Linux definitely lags behind macOS and mobile operating systems with the maturity and integration of sandboxing options for GUI apps. Hopefully Flatpak (or XDG Portals with just a policy system or something) can fill that gap for most apps in the future.
And Linux users can typically expose themselves to the same shit as Mac users with Zoom here: when they grab proprietary DEBs for Discord or Google Chrome or whatever, those can run scripts that mess with the whole filesystem or call out to the internet at install time. It's only by convention that those behaviors are forbidden in the normal repos on most distros.
I don't love that the only repository-like option that's part of the normal system is the App Store, or that it doesn't come with an official CLI. I can see how some small proprietary software authors trying to make a living might resent being funneled toward a platform where Apple takes their cut, and I empathize. But for end users, I still think centralizing app updates into one system and taking the implementation details out of the hands of app developers/publishers is the only thing that makes sense, even if that always means going with the App Store.

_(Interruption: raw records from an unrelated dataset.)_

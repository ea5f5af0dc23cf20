//! Hash map data structure.

use std::collections::HashMap;
use std::fmt;
use std::hash::Hash;
use std::slice;

/// A hash map that remembers insertion order.
///
/// To simplify the implementation, the key type `K` is required to be `Copy`.
/// This makes it easier to store in both the vector and the map without
/// worrying about references or cloning.
pub struct OrderMap<K, V> {
    /// Entries in insertion order.
    entries: Vec<(K, V)>,
    /// Position of each key in `entries`.
    index: HashMap<K, usize>,
}

/// Iterator over the entries of an `OrderMap`, in insertion order.
pub struct Iter<'a, K: 'a, V: 'a>(slice::Iter<'a, (K, V)>);

impl<K, V> PartialEq for OrderMap<K, V>
where
    K: Eq + Hash,
    V: PartialEq,
{
    fn eq(&self, other: &OrderMap<K, V>) -> bool {
        self.entries == other.entries
    }
}

impl<K, V> Eq for OrderMap<K, V>
where
    K: Eq + Hash,
    V: Eq,
{
}

impl<K, V> fmt::Debug for OrderMap<K, V>
where
    K: fmt::Debug,
    V: fmt::Debug,
{
    fn fmt(&self, f: &mut fmt::Formatter) -> fmt::Result {
        f.debug_map()
            .entries(self.entries.iter().map(|(k, v)| (k, v)))
            .finish()
    }
}

impl<K, V> Default for OrderMap<K, V>
where
    K: Eq + Hash + Copy,
{
    fn default() -> OrderMap<K, V> {
        OrderMap::new()
    }
}

impl<K, V> OrderMap<K, V>
where
    K: Eq + Hash + Copy,
{
    /// Creates a new `OrderMap`.
    pub fn new() -> OrderMap<K, V> {
        OrderMap {
            entries: Vec::new(),
            index: HashMap::new(),
        }
    }

    /// Checks if the map contains a key.
    pub fn contains(&self, k: K) -> bool {
        self.index.contains_key(&k)
    }

    /// Gets a value from the map by key.
    pub fn get(&self, k: K) -> Option<&V> {
        self.index.get(&k).map(|&i| &self.entries[i].1)
    }

    /// Returns the number of entries.
    pub fn len(&self) -> usize {
        self.entries.len()
    }

    /// Returns an iterator over the entries, in insertion order.
    pub fn iter(&self) -> Iter<K, V> {
        Iter(self.entries.iter())
    }

    /// Inserts an entry into the map.
    ///
    /// Replacing the value of an existing key keeps its original position.
    pub fn insert<T>(&mut self, k: K, v: T)
    where
        T: Into<V>,
    {
        let value = v.into();
        match self.index.get(&k) {
            Some(&i) => self.entries[i].1 = value,
            None => {
                self.index.insert(k, self.entries.len());
                self.entries.push((k, value));
            }
        }
    }
}

impl<'a, K, V> Iterator for Iter<'a, K, V>
where
    K: Copy,
{
    type Item = (K, &'a V);

    fn next(&mut self) -> Option<(K, &'a V)> {
        self.0.next().map(|(k, v)| (*k, v))
    }
}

Sure, you can use something like bubblewrap, but it doesn’t make applications easy to sandbox. E.g. how do you sandbox an application and still make it possible to use Open/Save dialogs.
You need to use something like portals like Flatlak does. But the Flatpak sandboxing model is clearly inspired by macOS and hated by a significant portion of the Linux community.
(Zoom should just be an App Store app, not a crappy installer.)